=== TASK ===
Go through the entries, filter for the word "another", and copy every line that has it.

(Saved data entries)
====

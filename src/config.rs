use std::fs;
use std::path::Path;
use std::time::Duration;

use anyhow::{Context, Result};
use serde::{Deserialize, Serialize};
use tracing::{info, warn};

use crate::model::TreeParams;
use crate::trainer::SplitConfig;

pub const DEFAULT_PATH: &str = "config.json";

#[derive(Debug, Clone, Default, PartialEq, Serialize, Deserialize)]
#[serde(default)]
pub struct AppConfig {
    pub camera: CameraConfig,
    pub models: ModelConfig,
    pub storage: StorageConfig,
    pub capture: CaptureConfig,
    pub training: TrainingConfig,
    pub ui: UiConfig,
}

#[derive(Debug, Clone, PartialEq, Serialize, Deserialize)]
#[serde(default)]
pub struct CameraConfig {
    pub index: u32,
    pub width: u32,
    pub height: u32,
    pub mirror: bool,
}

#[derive(Debug, Clone, PartialEq, Serialize, Deserialize)]
#[serde(default)]
pub struct ModelConfig {
    pub face_mesh: String,
    pub face_detection: String,
    pub detection_threshold: f32,
}

#[derive(Debug, Clone, PartialEq, Serialize, Deserialize)]
#[serde(default)]
pub struct StorageConfig {
    pub data_dir: String,
    pub dataset_file: String,
    pub model_file: String,
}

#[derive(Debug, Clone, PartialEq, Serialize, Deserialize)]
#[serde(default)]
pub struct CaptureConfig {
    /// 0 waits forever for a face.
    pub stall_timeout_secs: u64,
}

#[derive(Debug, Clone, PartialEq, Serialize, Deserialize)]
#[serde(default)]
pub struct TrainingConfig {
    pub test_ratio: f64,
    pub seed: u64,
    pub max_depth: Option<usize>,
}

#[derive(Debug, Clone, PartialEq, Serialize, Deserialize)]
#[serde(default)]
pub struct UiConfig {
    pub show_window: bool,
    pub show_mesh: bool,
    pub mesh_dot_size: u32,
    pub mesh_color_hex: String,
    pub font_family: String,
    pub font_size_pt: u32,
    pub jpeg_quality: u8,
}

impl Default for CameraConfig {
    fn default() -> Self {
        Self {
            index: 0,
            width: 640,
            height: 480,
            mirror: true,
        }
    }
}

impl Default for ModelConfig {
    fn default() -> Self {
        Self {
            face_mesh: "face_mesh.onnx".to_string(),
            face_detection: "face_detection.onnx".to_string(),
            detection_threshold: 0.7,
        }
    }
}

impl Default for StorageConfig {
    fn default() -> Self {
        Self {
            data_dir: ".".to_string(),
            dataset_file: "facial_expressions.csv".to_string(),
            model_file: "expression_model.bin".to_string(),
        }
    }
}

impl Default for CaptureConfig {
    fn default() -> Self {
        Self { stall_timeout_secs: 30 }
    }
}

impl Default for TrainingConfig {
    fn default() -> Self {
        let split = SplitConfig::default();
        Self {
            test_ratio: split.test_ratio,
            seed: split.seed,
            max_depth: None,
        }
    }
}

impl Default for UiConfig {
    fn default() -> Self {
        Self {
            show_window: true,
            show_mesh: true,
            mesh_dot_size: 2,
            mesh_color_hex: "#0A6E50".to_string(),
            font_family: "Arial".to_string(),
            font_size_pt: 24,
            jpeg_quality: 80,
        }
    }
}

impl CaptureConfig {
    pub fn stall_timeout(&self) -> Option<Duration> {
        (self.stall_timeout_secs > 0).then(|| Duration::from_secs(self.stall_timeout_secs))
    }
}

impl TrainingConfig {
    pub fn split(&self) -> SplitConfig {
        let defaults = SplitConfig::default();
        let test_ratio = if self.test_ratio > 0.0 && self.test_ratio < 1.0 {
            self.test_ratio
        } else {
            warn!(test_ratio = self.test_ratio, "test_ratio must be in (0, 1); using {}", defaults.test_ratio);
            defaults.test_ratio
        };
        SplitConfig {
            test_ratio,
            seed: self.seed,
        }
    }

    pub fn tree_params(&self) -> TreeParams {
        TreeParams {
            max_depth: self.max_depth,
        }
    }
}

impl AppConfig {
    /// Read `path`, falling back to defaults when it is missing or invalid,
    /// then write it back so newly added fields show up in the file.
    pub fn load(path: impl AsRef<Path>) -> Result<Self> {
        let path = path.as_ref();
        let config = if path.exists() {
            let content = fs::read_to_string(path)
                .with_context(|| format!("Failed to read {}", path.display()))?;
            match serde_json::from_str::<AppConfig>(&content) {
                Ok(c) => {
                    info!("Loaded configuration from {}", path.display());
                    c
                }
                Err(e) => {
                    warn!("Error parsing config: {}. Loading defaults.", e);
                    Self::default()
                }
            }
        } else {
            info!("Configuration file not found. Creating default at {}", path.display());
            Self::default()
        };

        config.save(path)?;
        Ok(config)
    }

    pub fn save(&self, path: impl AsRef<Path>) -> Result<()> {
        let path = path.as_ref();
        let content = serde_json::to_string_pretty(self)?;
        fs::write(path, content).with_context(|| format!("Failed to write {}", path.display()))?;
        Ok(())
    }
}

#[cfg(test)]
mod tests {
    use super::*;

    #[test]
    fn missing_file_is_created_with_defaults() {
        let dir = tempfile::tempdir().unwrap();
        let path = dir.path().join("config.json");

        let config = AppConfig::load(&path).unwrap();
        assert_eq!(config, AppConfig::default());
        assert!(path.exists());
        assert_eq!(config.storage.dataset_file, "facial_expressions.csv");
    }

    #[test]
    fn partial_file_keeps_values_and_fills_the_rest() {
        let dir = tempfile::tempdir().unwrap();
        let path = dir.path().join("config.json");
        fs::write(&path, r#"{ "camera": { "index": 2 }, "training": { "max_depth": 6 } }"#).unwrap();

        let config = AppConfig::load(&path).unwrap();
        assert_eq!(config.camera.index, 2);
        assert!(config.camera.mirror);
        assert_eq!(config.training.tree_params().max_depth, Some(6));
        assert_eq!(config.training.split(), SplitConfig::default());

        let written = fs::read_to_string(&path).unwrap();
        assert!(written.contains("stall_timeout_secs"));
    }

    #[test]
    fn broken_json_falls_back_to_defaults() {
        let dir = tempfile::tempdir().unwrap();
        let path = dir.path().join("config.json");
        fs::write(&path, "{ not json").unwrap();
        assert_eq!(AppConfig::load(&path).unwrap(), AppConfig::default());
    }

    #[test]
    fn zero_stall_timeout_means_wait_forever() {
        let mut capture = CaptureConfig::default();
        assert_eq!(capture.stall_timeout(), Some(Duration::from_secs(30)));
        capture.stall_timeout_secs = 0;
        assert_eq!(capture.stall_timeout(), None);
    }
}
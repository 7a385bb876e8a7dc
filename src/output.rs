//! Encoded frames and the consumers they are handed to.

use std::fs::File;
use std::io::{BufWriter, Write};
use std::path::Path;
use std::sync::mpsc::{self, Receiver, RecvTimeoutError, SyncSender, TrySendError};
use std::time::Duration;

use anyhow::{anyhow, bail, Context, Result};
use image::codecs::jpeg::JpegEncoder;
use image::{ImageFormat, RgbImage};

pub const MULTIPART_BOUNDARY: &str = "frame";
pub const MULTIPART_CONTENT_TYPE: &str = "multipart/x-mixed-replace; boundary=frame";

pub fn encode_jpeg(frame: &RgbImage, quality: u8) -> Result<Vec<u8>> {
    let mut buf = Vec::new();
    JpegEncoder::new_with_quality(&mut buf, quality.clamp(1, 100))
        .encode_image(frame)
        .context("Failed to encode frame as JPEG")?;
    Ok(buf)
}

/// One annotated frame, JPEG encoded.
#[derive(Debug, Clone, PartialEq)]
pub struct EncodedFrame {
    pub seq: u64,
    pub width: u32,
    pub height: u32,
    pub jpeg: Vec<u8>,
}

impl EncodedFrame {
    /// The frame as one part of a `multipart/x-mixed-replace` stream.
    pub fn multipart_chunk(&self) -> Vec<u8> {
        let head = format!("--{}\r\nContent-Type: image/jpeg\r\n\r\n", MULTIPART_BOUNDARY);
        let mut chunk = Vec::with_capacity(head.len() + self.jpeg.len() + 2);
        chunk.extend_from_slice(head.as_bytes());
        chunk.extend_from_slice(&self.jpeg);
        chunk.extend_from_slice(b"\r\n");
        chunk
    }

    pub fn decode(&self) -> Result<RgbImage> {
        let img = image::load_from_memory_with_format(&self.jpeg, ImageFormat::Jpeg)
            .context("Failed to decode JPEG frame")?;
        Ok(img.to_rgb8())
    }
}

#[derive(Debug, Clone, Copy, PartialEq, Eq)]
pub enum Delivery {
    Sent,
    /// The consumer was still busy with the previous frame.
    Dropped,
}

/// Receives every frame the pipeline produces. An error means the consumer
/// is gone and the pipeline should stop.
pub trait FrameSink: Send {
    fn deliver(&mut self, frame: EncodedFrame) -> Result<Delivery>;
}

/// Bounded (one frame) hand-off to another thread. Never blocks.
pub struct ChannelSink {
    tx: SyncSender<EncodedFrame>,
}

impl FrameSink for ChannelSink {
    fn deliver(&mut self, frame: EncodedFrame) -> Result<Delivery> {
        match self.tx.try_send(frame) {
            Ok(()) => Ok(Delivery::Sent),
            Err(TrySendError::Full(_)) => Ok(Delivery::Dropped),
            Err(TrySendError::Disconnected(_)) => bail!("Frame consumer disconnected"),
        }
    }
}

pub struct FrameStream {
    rx: Receiver<EncodedFrame>,
}

impl FrameStream {
    /// Wait up to `timeout` for a frame. `Ok(None)` on timeout, an error once
    /// the pipeline side has hung up.
    pub fn next_frame(&self, timeout: Duration) -> Result<Option<EncodedFrame>> {
        match self.rx.recv_timeout(timeout) {
            Ok(frame) => Ok(Some(frame)),
            Err(RecvTimeoutError::Timeout) => Ok(None),
            Err(RecvTimeoutError::Disconnected) => Err(anyhow!("Frame pipeline stopped")),
        }
    }
}

pub fn frame_channel() -> (ChannelSink, FrameStream) {
    let (tx, rx) = mpsc::sync_channel(1);
    (ChannelSink { tx }, FrameStream { rx })
}

/// Appends frames as multipart chunks, the same bytes an MJPEG HTTP response carries.
pub struct MjpegWriter<W: Write> {
    out: W,
    frames: u64,
}

impl MjpegWriter<BufWriter<File>> {
    pub fn create(path: impl AsRef<Path>) -> Result<Self> {
        let path = path.as_ref();
        let file = File::create(path).with_context(|| format!("Failed to create {}", path.display()))?;
        Ok(Self::new(BufWriter::new(file)))
    }
}

impl<W: Write> MjpegWriter<W> {
    pub fn new(out: W) -> Self {
        Self { out, frames: 0 }
    }

    pub fn write_frame(&mut self, frame: &EncodedFrame) -> Result<()> {
        self.out.write_all(&frame.multipart_chunk())?;
        self.frames += 1;
        Ok(())
    }

    pub fn frames(&self) -> u64 {
        self.frames
    }

    pub fn into_inner(mut self) -> Result<W> {
        self.out.flush()?;
        Ok(self.out)
    }
}

pub struct WindowOutput {
    window: minifb::Window,
    buffer: Vec<u32>,
    width: usize,
    height: usize,
}

impl WindowOutput {
    pub fn new(title: &str, width: usize, height: usize) -> Result<Self> {
        let mut window = minifb::Window::new(
            title,
            width,
            height,
            minifb::WindowOptions {
                resize: true,
                ..minifb::WindowOptions::default()
            },
        )
        .map_err(|e| anyhow!("Failed to create window: {}", e))?;

        window.limit_update_rate(Some(Duration::from_micros(16600)));

        Ok(Self {
            window,
            buffer: vec![0; width * height],
            width,
            height,
        })
    }

    pub fn is_open(&self) -> bool {
        self.window.is_open()
    }

    pub fn is_key_down(&self, key: minifb::Key) -> bool {
        self.window.is_key_down(key)
    }

    /// Keep the window responsive while no new frame is available.
    pub fn pump(&mut self) {
        self.window.update();
    }

    pub fn show(&mut self, frame: &EncodedFrame) -> Result<()> {
        let image = frame.decode()?;
        let (w, h) = (image.width() as usize, image.height() as usize);
        if w != self.width || h != self.height {
            self.width = w;
            self.height = h;
        }
        self.buffer.clear();
        self.buffer
            .extend(image.pixels().map(|p| (p[0] as u32) << 16 | (p[1] as u32) << 8 | p[2] as u32));

        self.window
            .update_with_buffer(&self.buffer, self.width, self.height)
            .map_err(|e| anyhow!("Window update failed: {}", e))
    }
}
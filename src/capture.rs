use std::time::{Duration, Instant};

use serde::Serialize;
use tracing::info;

use crate::error::{Error, Result};
use crate::mode::ModeController;

/// Live state of one class's capture session.
#[derive(Debug, Clone)]
pub struct CaptureSession {
    pub id: u64,
    pub class_name: String,
    pub target: usize,
    pub captured: usize,
    pub last_progress: Instant,
}

impl CaptureSession {
    pub fn new(id: u64, class_name: &str, target: usize) -> Self {
        Self {
            id,
            class_name: class_name.to_string(),
            target,
            captured: 0,
            last_progress: Instant::now(),
        }
    }

    pub fn advance(&mut self) {
        self.captured += 1;
        self.last_progress = Instant::now();
    }

    pub fn progress(&self) -> CaptureProgress {
        CaptureProgress {
            class_name: self.class_name.clone(),
            captured: self.captured,
            target: self.target,
        }
    }
}

#[derive(Debug, Clone, PartialEq, Eq, Serialize)]
pub struct CaptureProgress {
    pub class_name: String,
    pub captured: usize,
    pub target: usize,
}

impl CaptureProgress {
    pub fn is_complete(&self) -> bool {
        self.captured >= self.target
    }

    pub fn label(&self) -> String {
        format!("Capturing: {} ({}/{})", self.class_name, self.captured, self.target)
    }
}

/// A validated request to fill `samples_per_class` samples for each class in order.
#[derive(Debug, Clone, PartialEq, Eq)]
pub struct CaptureRequest {
    classes: Vec<String>,
    samples_per_class: usize,
}

impl CaptureRequest {
    pub fn new<I, S>(classes: I, samples_per_class: i64) -> Result<Self>
    where
        I: IntoIterator<Item = S>,
        S: AsRef<str>,
    {
        let classes: Vec<String> = classes
            .into_iter()
            .map(|c| c.as_ref().trim().to_string())
            .collect();
        if classes.is_empty() {
            return Err(Error::InvalidArgument("no class names given".into()));
        }
        if classes.iter().any(String::is_empty) {
            return Err(Error::InvalidArgument("class names must not be empty".into()));
        }
        if samples_per_class <= 0 {
            return Err(Error::InvalidArgument(format!(
                "number of samples must be positive, got {samples_per_class}"
            )));
        }
        Ok(Self {
            classes,
            samples_per_class: samples_per_class as usize,
        })
    }

    pub fn classes(&self) -> &[String] {
        &self.classes
    }

    pub fn samples_per_class(&self) -> usize {
        self.samples_per_class
    }
}

/// Run each class of `request` to completion, one after another.
///
/// Blocks the caller (never the frame pipeline). Concurrent callers queue on
/// the controller's batch lock, so samples of two classes never interleave.
pub fn capture_classes(
    modes: &ModeController,
    request: &CaptureRequest,
    stall_timeout: Option<Duration>,
) -> Result<Vec<CaptureProgress>> {
    let _batch = modes.batch_guard();
    let mut done = Vec::with_capacity(request.classes.len());
    for class_name in &request.classes {
        let id = modes.begin_capture(class_name, request.samples_per_class)?;
        done.push(modes.wait_for_session(id, stall_timeout)?);
    }
    info!(classes = done.len(), "capture batch finished");
    Ok(done)
}

#[cfg(test)]
mod tests {
    use super::*;
    use crate::dataset::Dataset;
    use crate::mode::PipelineMode;
    use crate::types::LandmarkVector;
    use std::sync::atomic::{AtomicBool, Ordering};
    use std::sync::Arc;
    use std::thread;

    #[test]
    fn request_validation() {
        assert!(CaptureRequest::new(Vec::<String>::new(), 10).is_err());
        assert!(CaptureRequest::new(["happy", " "], 10).is_err());
        assert!(CaptureRequest::new(["happy"], 0).is_err());
        assert!(CaptureRequest::new(["happy"], -3).is_err());

        let req = CaptureRequest::new([" happy ", "sad"], 5).unwrap();
        assert_eq!(req.classes(), ["happy", "sad"]);
        assert_eq!(req.samples_per_class(), 5);
    }

    #[test]
    fn progress_label() {
        let mut session = CaptureSession::new(1, "happy", 20);
        session.advance();
        assert_eq!(session.progress().label(), "Capturing: happy (1/20)");
    }

    #[test]
    fn classes_are_captured_in_contiguous_blocks() {
        let modes = Arc::new(ModeController::new(Arc::new(Dataset::new())));
        let stop = Arc::new(AtomicBool::new(false));
        let feeder = {
            let modes = Arc::clone(&modes);
            let stop = Arc::clone(&stop);
            thread::spawn(move || {
                let face = LandmarkVector::new(vec![0.1; 6]);
                while !stop.load(Ordering::Relaxed) {
                    modes.record(&face);
                    thread::yield_now();
                }
            })
        };

        let request = CaptureRequest::new(["a", "b"], 10).unwrap();
        let done = capture_classes(&modes, &request, Some(Duration::from_secs(5))).unwrap();
        stop.store(true, Ordering::Relaxed);
        feeder.join().unwrap();

        assert_eq!(done.len(), 2);
        let labels: Vec<String> = modes
            .dataset()
            .snapshot()
            .into_iter()
            .map(|s| s.label)
            .collect();
        assert_eq!(labels.len(), 20);
        assert!(labels[..10].iter().all(|l| l == "a"));
        assert!(labels[10..].iter().all(|l| l == "b"));
        assert_eq!(modes.mode(), PipelineMode::Idle);
    }
}
use std::path::Path;

use anyhow::{bail, Context, Result};
use image::{imageops::FilterType, RgbImage};
use ort::session::{builder::GraphOptimizationLevel, Session};
use ort::value::Tensor;
use tracing::{info, warn};

use crate::detector::FaceDetector;
use crate::landmarks::LandmarkDetector;
use crate::types::{Landmarks, Point3D, Rect, MESH_POINTS};

const MESH_INPUT: u32 = 192;
/// Extra context around the detector box, as a share of its size.
const ROI_PADDING: f32 = 0.25;

/// MediaPipe-style 468 point face mesh, cropped to the UltraFace box.
pub struct FaceMeshModel {
    session: Session,
    detector: FaceDetector,
}

/// Both models must be present: the mesh has no face-presence signal of its
/// own, so the detector alone decides whether a frame holds a face.
fn require_models(mesh_path: &str, detector_path: &str) -> Result<()> {
    if !Path::new(mesh_path).exists() {
        bail!("Face mesh model not found at {}", mesh_path);
    }
    if !Path::new(detector_path).exists() {
        bail!("Face detection model not found at {}", detector_path);
    }
    Ok(())
}

impl FaceMeshModel {
    pub fn new(mesh_path: &str, detector_path: &str, detection_threshold: f32) -> Result<Self> {
        require_models(mesh_path, detector_path)?;

        info!("Loading face detector from {}", detector_path);
        let detector = FaceDetector::new(detector_path, detection_threshold)?;

        info!("Loading face mesh from {}", mesh_path);
        let session = Session::builder()?
            .with_optimization_level(GraphOptimizationLevel::Level3)?
            .with_intra_threads(4)?
            .with_execution_providers([
                ort::execution_providers::CoreMLExecutionProvider::default().build(),
                ort::execution_providers::CPUExecutionProvider::default().build(),
            ])?
            .commit_from_file(mesh_path)
            .with_context(|| format!("Failed to load face mesh from {}", mesh_path))?;

        Ok(Self { session, detector })
    }

    fn region_of_interest(&mut self, frame: &RgbImage) -> Result<Option<Rect>> {
        let (fw, fh) = (frame.width() as f32, frame.height() as f32);
        Ok(self.detector.detect(frame)?.map(|rect| pad_and_clip(rect, fw, fh)))
    }
}

impl LandmarkDetector for FaceMeshModel {
    fn name(&self) -> String {
        format!("Face Mesh ({} pts)", MESH_POINTS)
    }

    fn detect(&mut self, frame: &RgbImage) -> Result<Vec<Landmarks>> {
        let Some(roi) = self.region_of_interest(frame)? else {
            return Ok(Vec::new());
        };
        if roi.width < 1.0 || roi.height < 1.0 {
            return Ok(Vec::new());
        }

        let crop = image::imageops::crop_imm(
            frame,
            roi.x as u32,
            roi.y as u32,
            roi.width as u32,
            roi.height as u32,
        )
        .to_image();
        let resized = image::imageops::resize(&crop, MESH_INPUT, MESH_INPUT, FilterType::Triangle);

        // NHWC in [-1, 1]
        let input: Vec<f32> = resized
            .pixels()
            .flat_map(|p| p.0)
            .map(|v| v as f32 / 127.5 - 1.0)
            .collect();
        let side = MESH_INPUT as usize;
        let tensor = Tensor::from_array(([1usize, side, side, 3], input))?;
        let outputs = self.session.run(ort::inputs![tensor])?;
        let (_, raw) = outputs[0].try_extract_tensor::<f32>()?;

        if raw.len() < MESH_POINTS * 3 {
            warn!(values = raw.len(), "face mesh output is too short");
            return Ok(Vec::new());
        }

        let scale_x = roi.width / MESH_INPUT as f32;
        let scale_y = roi.height / MESH_INPUT as f32;
        let points = raw[..MESH_POINTS * 3]
            .chunks_exact(3)
            .map(|m| Point3D {
                x: roi.x + m[0] * scale_x,
                y: roi.y + m[1] * scale_y,
                z: m[2] * scale_x,
            })
            .collect();
        Ok(vec![Landmarks::new(points)])
    }
}

/// Grow the box by [`ROI_PADDING`] around its center and clip it to the frame.
fn pad_and_clip(rect: Rect, frame_w: f32, frame_h: f32) -> Rect {
    let pad_w = rect.width * ROI_PADDING;
    let pad_h = rect.height * ROI_PADDING;
    let x = (rect.x - pad_w / 2.0).max(0.0);
    let y = (rect.y - pad_h / 2.0).max(0.0);
    let w = (rect.width + pad_w).min(frame_w - x).max(0.0);
    let h = (rect.height + pad_h).min(frame_h - y).max(0.0);
    Rect::new(x, y, w, h)
}

#[cfg(test)]
mod tests {
    use super::*;

    #[test]
    fn roi_is_padded_inside_the_frame() {
        let r = pad_and_clip(Rect::new(100.0, 100.0, 80.0, 80.0), 640.0, 480.0);
        assert_eq!(r, Rect::new(90.0, 90.0, 100.0, 100.0));
    }

    #[test]
    fn roi_is_clipped_at_edges() {
        let r = pad_and_clip(Rect::new(-5.0, 400.0, 100.0, 100.0), 640.0, 480.0);
        assert_eq!(r.x, 0.0);
        assert_eq!(r.y, 387.5);
        assert_eq!(r.height, 480.0 - 387.5);
    }

    #[test]
    fn both_models_are_required() {
        let dir = tempfile::tempdir().unwrap();
        let mesh = dir.path().join("face_mesh.onnx");
        let detector = dir.path().join("face_detection.onnx");
        std::fs::write(&mesh, b"onnx").unwrap();
        let (mesh, detector) = (mesh.to_str().unwrap(), detector.to_str().unwrap());

        let err = require_models(mesh, detector).unwrap_err();
        assert!(err.to_string().contains("Face detection model not found"));
        assert!(require_models("missing.onnx", detector).is_err());

        std::fs::write(detector, b"onnx").unwrap();
        require_models(mesh, detector).unwrap();
    }
}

====

=== TASK SOLUTION ===
/// Bounded (one frame) hand-off to another thread. Never blocks.
/// Run each class of `request` to completion, one after another.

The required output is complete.